Find the lines in the records below that contain "contents", and report each of them.

─── DATASET ENTRIES

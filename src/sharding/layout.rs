use crate::config::ShardConfig;
use crate::error::{Error, Result};
use serde::{Deserialize, Serialize};
use std::path::{Path, PathBuf};

const LAYOUT_FILE: &str = "SHARDS.json";

/// Shard layout persisted next to the shard directories.
///
/// The router is only stable for a fixed shard count, so reopening with a
/// different layout would silently lose every key.
#[derive(Debug, Clone, Copy, PartialEq, Eq, Serialize, Deserialize)]
pub struct ShardLayout {
    pub disk_groups: usize,
    pub shards_per_group: usize,
}

impl ShardLayout {
    pub fn from_config(config: &ShardConfig) -> Self {
        Self {
            disk_groups: config.disk_groups,
            shards_per_group: config.shards_per_group,
        }
    }

    pub fn shard_count(&self) -> usize {
        self.disk_groups * self.shards_per_group
    }

    /// Directory of every shard, in shard index order.
    pub fn shard_paths(&self, root: &Path) -> Vec<PathBuf> {
        (0..self.disk_groups)
            .flat_map(|group| (0..self.shards_per_group).map(move |slot| (group, slot)))
            .map(|(group, slot)| shard_path(root, group, slot))
            .collect()
    }

    /// Records the layout on first open and rejects a different one afterwards.
    pub fn check_or_persist(&self, root: &Path) -> Result<()> {
        let path = root.join(LAYOUT_FILE);
        if path.exists() {
            let contents = std::fs::read_to_string(&path)?;
            let on_disk: ShardLayout = serde_json::from_str(&contents)?;
            if on_disk != *self {
                return Err(Error::LayoutMismatch {
                    on_disk: on_disk.to_string(),
                    requested: self.to_string(),
                });
            }
            return Ok(());
        }

        std::fs::create_dir_all(root)?;
        let json = serde_json::to_string_pretty(self)?;
        std::fs::write(&path, json)?;
        Ok(())
    }
}

impl std::fmt::Display for ShardLayout {
    fn fmt(&self, f: &mut std::fmt::Formatter<'_>) -> std::fmt::Result {
        write!(f, "{}x{}", self.disk_groups, self.shards_per_group)
    }
}

/// `root/diskGG/blockSS`, one directory per disk group and one per shard inside it.
pub fn shard_path(root: &Path, group: usize, slot: usize) -> PathBuf {
    root.join(format!("disk{:02}", group))
        .join(format!("block{:02}", slot))
}
//! Single backing stores. Each shard owns exactly one of these.

pub mod memory;
pub mod sled_store;

pub use memory::MemoryStore;
pub use sled_store::SledStore;

use crate::error::{Error, Result};

/// Rejects compaction ranges whose start sorts after their limit.
pub(crate) fn check_compact_range(start: Option<&[u8]>, limit: Option<&[u8]>) -> Result<()> {
    if let (Some(start), Some(limit)) = (start, limit) {
        if start > limit {
            return Err(Error::Storage(format!(
                "compaction start {:?} sorts after limit {:?}",
                start, limit
            )));
        }
    }
    Ok(())
}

──────

# SOLUTION
            let contents = std::fs::read_to_string(&path)?;
            let on_disk: ShardLayout = serde_json::from_str(&contents)?;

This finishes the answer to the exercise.